Carranza, Eliana, and Robyn Meeks. 2012.
"Economics of a Lightbulb: Experimental Evidence on CFLs and End-User Behavior" (In progress).
AbstractIn promoting energy efficiency, not only are technological innovations necessary, but so is learning
about behavioral barriers that often arise from end-user interactions with new technologies. To
better understand the adoption, continued use and diffusion process of the CFL technology, this
study uses randomized experiments to inspect two major mechanisms: (1) the “rebound” or
behavioral response that boosts consumption and offsets CFLs’ technologically feasible electricity
savings, and (2) the role of “peer” networks in spreading information. Examination of the rebound
will provide information on the optimal combination of innovation and price policies, and the tradeoff
between welfare and electricity conservation. Examination of peer-networks will discern
between different learning mechanisms and tell how best to advance CFLs’ diffusion.
Carranza, Eliana. 2012.
“Endogenous Property Rights and the Insurance-Efficiency Tradeoff: Evidence from the Mexican PROCEDE Ejidos Reform” (In progress).
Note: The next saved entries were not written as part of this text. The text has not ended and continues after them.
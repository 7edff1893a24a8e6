// Copyright (c) 2025 Dimitris Kafetzis
//
// Licensed under the MIT License.
// See LICENSE file in the project root for full license information.
//
// SPDX-License-Identifier: MIT

//! Error types for pose data.

/// Errors raised while constructing or persisting pose data.
#[derive(Debug, thiserror::Error)]
pub enum PoseError {
    /// A landmark set does not have one point per topology joint.
    #[error("expected {expected} landmarks, got {actual}")]
    LandmarkCount { expected: usize, actual: usize },

    /// A pose vector has the wrong length for its container.
    #[error("pose dimension mismatch: expected {expected}, got {actual}")]
    DimensionMismatch { expected: usize, actual: usize },

    /// A window was seeded with the wrong number of poses.
    #[error("pose window needs exactly {capacity} seed poses, got {actual}")]
    SeedLength { capacity: usize, actual: usize },

    /// A window of zero capacity was requested.
    #[error("pose window capacity must be >= 1")]
    EmptyWindow,

    /// A persisted result's metadata disagrees with its poses.
    #[error("inconsistent generation result: {0}")]
    InconsistentResult(String),

    /// A result file could not be read or written.
    #[error("I/O error on '{path}': {source}")]
    Io {
        path: std::path::PathBuf,
        #[source]
        source: std::io::Error,
    },

    /// A result document is not valid JSON.
    #[error("invalid result JSON: {0}")]
    Json(#[from] serde_json::Error),

    /// Building the model input tensor failed.
    #[error(transparent)]
    Tensor(#[from] tensor_core::TensorError),
}
// Copyright (c) 2025 Dimitris Kafetzis
//
// Licensed under the MIT License.
// See LICENSE file in the project root for full license information.
//
// SPDX-License-Identifier: MIT

//! Persisted generation result.
//!
//! # Format
//! ```json
//! {
//!   "video_path": "seed.mp4",
//!   "seed_frames": 32,
//!   "generated_frames": 100,
//!   "total_frames": 132,
//!   "pose_dimension": 99,
//!   "poses": [[0.0, 0.1, ...], ...]
//! }
//! ```
//!
//! Files are written to a temporary sibling and renamed into place, so a
//! failed save never leaves a partial document behind.

use crate::{PoseError, PoseVector, COORDS_PER_JOINT};
use std::io::Write;
use std::path::Path;

/// Immutable output of one generation run.
#[derive(Debug, Clone, PartialEq, serde::Serialize, serde::Deserialize)]
pub struct GenerationResult {
    #[serde(default, skip_serializing_if = "Option::is_none")]
    video_path: Option<String>,
    seed_frames: usize,
    generated_frames: usize,
    total_frames: usize,
    pose_dimension: usize,
    poses: Vec<PoseVector>,
}

impl GenerationResult {
    pub(crate) fn from_parts(
        video_path: Option<String>,
        seed_frames: usize,
        pose_dimension: usize,
        poses: Vec<PoseVector>,
    ) -> Self {
        Self {
            video_path,
            seed_frames,
            generated_frames: poses.len() - seed_frames,
            total_frames: poses.len(),
            pose_dimension,
            poses,
        }
    }

    pub fn video_path(&self) -> Option<&str> {
        self.video_path.as_deref()
    }

    pub fn seed_frames(&self) -> usize {
        self.seed_frames
    }

    pub fn generated_frames(&self) -> usize {
        self.generated_frames
    }

    pub fn total_frames(&self) -> usize {
        self.total_frames
    }

    pub fn pose_dimension(&self) -> usize {
        self.pose_dimension
    }

    pub fn poses(&self) -> &[PoseVector] {
        &self.poses
    }

    /// Only the predicted poses.
    pub fn generated(&self) -> &[PoseVector] {
        &self.poses[self.seed_frames.min(self.poses.len())..]
    }

    /// Un-flattened joints of frame `index`.
    pub fn joints(&self, index: usize) -> Option<Vec<[f32; 3]>> {
        self.poses.get(index).map(PoseVector::to_joints)
    }

    /// Checks that the metadata agrees with the poses.
    pub fn validate(&self) -> Result<(), PoseError> {
        let inconsistent = |msg: String| Err(PoseError::InconsistentResult(msg));
        if self.total_frames != self.poses.len() {
            return inconsistent(format!(
                "total_frames {} but {} poses",
                self.total_frames,
                self.poses.len()
            ));
        }
        if self.seed_frames + self.generated_frames != self.total_frames {
            return inconsistent(format!(
                "seed_frames {} + generated_frames {} != total_frames {}",
                self.seed_frames, self.generated_frames, self.total_frames
            ));
        }
        if self.pose_dimension % COORDS_PER_JOINT != 0 {
            return inconsistent(format!(
                "pose_dimension {} is not a multiple of {COORDS_PER_JOINT}",
                self.pose_dimension
            ));
        }
        if let Some((i, p)) = self
            .poses
            .iter()
            .enumerate()
            .find(|(_, p)| p.len() != self.pose_dimension)
        {
            return inconsistent(format!(
                "pose {i} has {} values, expected {}",
                p.len(),
                self.pose_dimension
            ));
        }
        Ok(())
    }

    pub fn to_json(&self) -> Result<String, PoseError> {
        Ok(serde_json::to_string(self)?)
    }

    /// Parses and validates a result document.
    pub fn from_json(json: &str) -> Result<Self, PoseError> {
        let result: Self = serde_json::from_str(json)?;
        result.validate()?;
        Ok(result)
    }

    /// Loads and validates a result file.
    pub fn load(path: &Path) -> Result<Self, PoseError> {
        let json = std::fs::read_to_string(path).map_err(|source| PoseError::Io {
            path: path.to_path_buf(),
            source,
        })?;
        Self::from_json(&json)
    }

    /// Writes the result atomically: temp file in the target directory,
    /// flushed, then renamed over `path`.
    pub fn save(&self, path: &Path) -> Result<(), PoseError> {
        let io_err = |source| PoseError::Io {
            path: path.to_path_buf(),
            source,
        };
        let dir = match path.parent() {
            Some(p) if !p.as_os_str().is_empty() => p,
            _ => Path::new("."),
        };
        let json = self.to_json()?;
        let mut tmp = tempfile::NamedTempFile::new_in(dir).map_err(io_err)?;
        tmp.write_all(json.as_bytes()).map_err(io_err)?;
        tmp.as_file().sync_all().map_err(io_err)?;
        tmp.persist(path).map_err(|e| io_err(e.error))?;
        tracing::info!(
            path = %path.display(),
            total_frames = self.total_frames,
            "generation result saved"
        );
        Ok(())
    }
}

#[cfg(test)]
mod tests {
    use super::*;
    use crate::GeneratedSequence;

    fn sample(seed: usize, generated: usize) -> GenerationResult {
        let seed_poses: Vec<PoseVector> = (0..seed)
            .map(|t| PoseVector::new((0..99).map(|i| (t * 99 + i) as f32 * 0.013 - 0.7).collect()))
            .collect();
        let mut seq = GeneratedSequence::from_seed(&seed_poses, generated).unwrap();
        for g in 0..generated {
            seq.push_prediction(PoseVector::new(vec![1.0 / (g as f32 + 3.0); 99]))
                .unwrap();
        }
        seq.finish(None)
    }

    #[test]
    fn test_json_roundtrip_is_exact() {
        let result = sample(4, 3);
        let back = GenerationResult::from_json(&result.to_json().unwrap()).unwrap();
        assert_eq!(back, result);
        assert_eq!(back.joints(1), result.joints(1));
    }

    #[test]
    fn test_video_path_omitted_when_absent() {
        let json = sample(1, 0).to_json().unwrap();
        assert!(!json.contains("video_path"));
        assert!(json.contains("\"pose_dimension\":99"));
    }

    #[test]
    fn test_inconsistent_counts_rejected() {
        let json = r#"{"seed_frames":1,"generated_frames":1,"total_frames":3,
                       "pose_dimension":3,"poses":[[0,0,0],[1,1,1]]}"#;
        assert!(matches!(
            GenerationResult::from_json(json),
            Err(PoseError::InconsistentResult(_))
        ));
    }

    #[test]
    fn test_ragged_pose_rejected() {
        let json = r#"{"seed_frames":1,"generated_frames":1,"total_frames":2,
                       "pose_dimension":3,"poses":[[0,0,0],[1,1]]}"#;
        assert!(GenerationResult::from_json(json).is_err());
    }

    #[test]
    fn test_save_and_load() {
        let dir = tempfile::tempdir().unwrap();
        let path = dir.path().join("generated_poses.json");
        let result = sample(3, 2);
        result.save(&path).unwrap();
        let loaded = GenerationResult::load(&path).unwrap();
        assert_eq!(loaded, result);
        assert_eq!(loaded.generated().len(), 2);
        // Only the target file remains in the directory.
        assert_eq!(std::fs::read_dir(dir.path()).unwrap().count(), 1);
    }

    #[test]
    fn test_save_into_missing_directory_fails_cleanly() {
        let dir = tempfile::tempdir().unwrap();
        let path = dir.path().join("missing").join("out.json");
        assert!(matches!(sample(1, 1).save(&path), Err(PoseError::Io { .. })));
        assert!(!path.exists());
    }
}
// Copyright (c) 2025 Dimitris Kafetzis
//
// Licensed under the MIT License.
// See LICENSE file in the project root for full license information.
//
// SPDX-License-Identifier: MIT

//! Seed sequence builder.
//!
//! Scans sampled frames in order, keeps every frame whose landmarks were
//! detected and normalised, and stops as soon as `seq_len` poses exist.
//! Frames without a detection are skipped silently. If the whole source
//! runs out first the build fails with
//! [`CaptureError::InsufficientSeedData`]; the seed is never padded.

use crate::{CaptureError, FrameSampler, LandmarkExtractor, VideoSource};
use pose_core::{normalize, JointTopology, PoseVector};
use std::sync::atomic::{AtomicBool, Ordering};

/// Counters describing how a seed was obtained.
#[derive(Debug, Clone, Copy, Default, PartialEq, Eq, serde::Serialize)]
pub struct SeedReport {
    /// Sampled frames handed to the extractor.
    pub frames_sampled: usize,
    /// Frames with a detection.
    pub detections: usize,
    /// Frames without a detection.
    pub misses: usize,
    /// Detections normalised with the degenerate-torso fallback.
    pub degenerate: usize,
}

/// The first `seq_len` valid poses of a video, in temporal order.
#[derive(Debug, Clone)]
pub struct SeedSequence {
    pub poses: Vec<PoseVector>,
    /// Native frame index of each pose.
    pub frame_indices: Vec<usize>,
    pub report: SeedReport,
}

/// Builds seed sequences of a fixed length.
#[derive(Debug, Clone)]
pub struct SeedBuilder {
    seq_len: usize,
    topology: JointTopology,
}

impl SeedBuilder {
    pub fn new(seq_len: usize, topology: JointTopology) -> Self {
        Self { seq_len, topology }
    }

    pub fn seq_len(&self) -> usize {
        self.seq_len
    }

    /// Collects the seed from `sampler` using `extractor`.
    pub fn build<S, E>(
        &self,
        sampler: FrameSampler<S>,
        extractor: E,
    ) -> Result<SeedSequence, CaptureError>
    where
        S: VideoSource,
        E: LandmarkExtractor<S::Frame>,
    {
        self.build_cancellable(sampler, extractor, &AtomicBool::new(false))
    }

    /// Like [`Self::build`], checking `cancel` before each sampled frame.
    pub fn build_cancellable<S, E>(
        &self,
        mut sampler: FrameSampler<S>,
        mut extractor: E,
        cancel: &AtomicBool,
    ) -> Result<SeedSequence, CaptureError>
    where
        S: VideoSource,
        E: LandmarkExtractor<S::Frame>,
    {
        let mut poses = Vec::with_capacity(self.seq_len);
        let mut frame_indices = Vec::with_capacity(self.seq_len);
        let mut report = SeedReport::default();

        while poses.len() < self.seq_len {
            if cancel.load(Ordering::Relaxed) {
                return Err(CaptureError::Cancelled);
            }
            let Some(frame) = sampler.next() else {
                break;
            };
            let frame = frame?;
            report.frames_sampled += 1;

            let Some(landmarks) = extractor.extract(&frame.image)? else {
                report.misses += 1;
                continue;
            };
            report.detections += 1;

            let normalized = normalize(&landmarks, &self.topology)?;
            if normalized.degenerate {
                report.degenerate += 1;
            }
            poses.push(normalized.vector);
            frame_indices.push(frame.index);
        }

        if poses.len() < self.seq_len {
            return Err(CaptureError::InsufficientSeedData {
                found: poses.len(),
                required: self.seq_len,
            });
        }

        if report.degenerate > 0 {
            tracing::warn!(
                degenerate = report.degenerate,
                "seed contains poses with a degenerate torso; they were left unscaled"
            );
        }
        tracing::info!(
            extractor = extractor.name(),
            poses = poses.len(),
            sampled = report.frames_sampled,
            misses = report.misses,
            "seed sequence extracted"
        );

        Ok(SeedSequence {
            poses,
            frame_indices,
            report,
        })
    }
}

#[cfg(test)]
mod tests {
    use super::*;
    use crate::{InMemoryVideo, LandmarkTrack, TrackExtractor, TrackFrame};
    use pose_core::RawLandmarks;
    use std::cell::Cell;
    use std::rc::Rc;

    fn body(offset: f32) -> Vec<[f32; 3]> {
        let t = JointTopology::MEDIAPIPE_POSE;
        let mut pts = vec![[offset, offset, 0.0]; 33];
        pts[t.left_hip] = [offset - 0.1, offset, 0.0];
        pts[t.right_hip] = [offset + 0.1, offset, 0.0];
        pts[t.left_shoulder] = [offset - 0.1, offset - 0.5, 0.0];
        pts[t.right_shoulder] = [offset + 0.1, offset - 0.5, 0.0];
        pts
    }

    fn track(pattern: &[bool]) -> InMemoryVideo<TrackFrame> {
        let frames = pattern
            .iter()
            .enumerate()
            .map(|(i, &hit)| hit.then(|| body(i as f32)))
            .collect();
        LandmarkTrack::new(30.0, frames).into_source("test")
    }

    fn builder(seq_len: usize) -> SeedBuilder {
        SeedBuilder::new(seq_len, JointTopology::MEDIAPIPE_POSE)
    }

    #[test]
    fn test_skips_misses_and_keeps_order() {
        let sampler = FrameSampler::new(track(&[true, false, true, false, true, true]), 30.0).unwrap();
        let seed = builder(3).build(sampler, TrackExtractor::default()).unwrap();
        assert_eq!(seed.poses.len(), 3);
        assert_eq!(seed.frame_indices, vec![0, 2, 4]);
        assert_eq!(seed.report.misses, 2);
        assert_eq!(seed.report.detections, 3);
    }

    /// Counts decoder reads so tests can see how far the sampler went.
    struct Counted {
        inner: InMemoryVideo<TrackFrame>,
        reads: Rc<Cell<usize>>,
    }

    impl VideoSource for Counted {
        type Frame = TrackFrame;
        fn native_fps(&self) -> f64 {
            self.inner.native_fps()
        }
        fn read_frame(&mut self) -> Result<Option<TrackFrame>, CaptureError> {
            self.reads.set(self.reads.get() + 1);
            self.inner.read_frame()
        }
        fn describe(&self) -> String {
            "counted".into()
        }
    }

    #[test]
    fn test_full_seed_decodes_no_further_frames() {
        let reads = Rc::new(Cell::new(0));
        let source = Counted {
            inner: track(&[true, false, true, true, true, true, true]),
            reads: Rc::clone(&reads),
        };
        let sampler = FrameSampler::new(source, 30.0).unwrap();
        let seed = builder(4).build(sampler, TrackExtractor::default()).unwrap();
        assert_eq!(seed.frame_indices, vec![0, 2, 3, 4]);
        assert_eq!(reads.get(), 5);
    }

    #[test]
    fn test_stops_after_seq_len() {
        let sampler = FrameSampler::new(track(&[true; 10]), 30.0).unwrap();
        let seed = builder(4).build(sampler, TrackExtractor::default()).unwrap();
        assert_eq!(seed.frame_indices, vec![0, 1, 2, 3]);
        assert_eq!(seed.report.frames_sampled, 4);
    }

    #[test]
    fn test_one_short_is_insufficient() {
        let mut pattern = vec![true; 31];
        pattern.extend([false; 5]);
        let sampler = FrameSampler::new(track(&pattern), 30.0).unwrap();
        let err = builder(32).build(sampler, TrackExtractor::default()).unwrap_err();
        assert!(matches!(
            err,
            CaptureError::InsufficientSeedData { found: 31, required: 32 }
        ));
    }

    #[test]
    fn test_exactly_enough() {
        let sampler = FrameSampler::new(track(&[true; 32]), 30.0).unwrap();
        let seed = builder(32).build(sampler, TrackExtractor::default()).unwrap();
        assert_eq!(seed.poses.len(), 32);
        assert!(seed.poses.iter().all(|p| p.len() == 99));
    }

    #[test]
    fn test_cancelled() {
        let sampler = FrameSampler::new(track(&[true; 4]), 30.0).unwrap();
        let cancel = AtomicBool::new(true);
        let err = builder(2)
            .build_cancellable(sampler, TrackExtractor::default(), &cancel)
            .unwrap_err();
        assert!(matches!(err, CaptureError::Cancelled));
    }

    struct Broken;

    impl LandmarkExtractor<TrackFrame> for Broken {
        fn extract(&mut self, _: &TrackFrame) -> Result<Option<RawLandmarks>, CaptureError> {
            Err(CaptureError::ExtractorUnavailable("model not loaded".into()))
        }
    }

    #[test]
    fn test_extractor_failure_is_fatal() {
        let sampler = FrameSampler::new(track(&[true; 4]), 30.0).unwrap();
        let err = builder(2).build(sampler, Broken).unwrap_err();
        assert!(matches!(err, CaptureError::ExtractorUnavailable(_)));
    }

    #[test]
    fn test_degenerate_poses_are_counted() {
        let frames = vec![Some(vec![[0.2, 0.2, 0.2]; 33]); 2];
        let source = LandmarkTrack::new(30.0, frames).into_source("flat");
        let sampler = FrameSampler::new(source, 30.0).unwrap();
        let seed = builder(2).build(sampler, TrackExtractor::default()).unwrap();
        assert_eq!(seed.report.degenerate, 2);
        assert!(seed.poses.iter().all(|p| p.is_finite()));
    }
}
AbstractParticipation in the 1992 Mexican land-titling program PROCEDE allowed agricultural communities
(ejidos) to choose between communal certificates with usufruct rights and private individual titles
with full rights. The assumption motivating traditional land reforms and titling programs is that
individuals have greater incentives to operate under individual private ownership. However, the
variation in choice of tenure arrangements resulting from PROCEDE contests this view. I examine
how observed choices of common over individual tenure are motivated by a need to insure against
ecological shocks, how new technologies of production prompt changes in tenure arrangements, and
how household fertility responds to opportunities of risk-diversification offered by communal
arrangements. I am currently collecting land registry information and ejido census information,
including land parceling, population, infrastructure, production and assembly voting records for
more than thirty thousand ejido communities since 1935.
Carranza, Eliana. 2012.
“Islamic Inheritance Law, Son Preference and Fertility Behavior of Muslim Couples in Indonesia” (Submitted).
Harvard University.
PDFAbstractAccording to traditional Islamic inheritance principles only the son of a deceased man can exclude
his male agnates from inheritance and preserve his estate within the nuclear household. In this study,
I examine whether the son preference and fertility behavior of Muslims couples respond to the risk of
inheritance expropriation by their extended family. I exploit cross-sectional and time variation in
the application of the Islamic inheritance exclusion rule in Indonesia: between Muslim and non-Muslim populations affected by different legal systems, across men with different sibling sex
composition, and before and after a change in Islamic law that allowed female children to exclude
male relatives. I find that Muslim couples that are more affected by the exclusion rule exhibit
stronger son preference, practice sex-differential fertility stopping, attain a higher proportion of sons
and have larger families than non-Muslims or Muslims for whom the exclusion rule is less binding.
Carranza, Eliana. 2012.
“Soil Endowments, Production Technologies and Missing Women in India” (Submitted).
Harvard University.
PDFAbstractThe female population deficit in India has been explained in a number of ways, but the great
heterogeneity in the deficit across districts within India still remains an open question. I argue that
across India, a largely agrarian economy, soil texture varies exogenously and determines the
technology of agricultural production. Labor-saving deep plow technology, used in loamy but not
in clayey soils, reduces female relative to male employment and has a negative impact on the
relative value of girls to a household. I find that 62 percent of within-state variation in the relative
participation of women in agriculture and 70 percent of the variation in infant sex ratios can be
explained by differences between the fractions of loamy and clayey soils in a district. I show that
alternate mechanisms –productivity, crop mix, migration or culture– do not account for the results.
Channels of influence on the sex ratio include pre-natal sex selection and fewer investments in
female child immunizations. Although lesser labor market opportunities for women in deep plow
agriculture reduce investments on the survival of girls relative to boys, they also reduce the time
opportunity cost of investments in female education.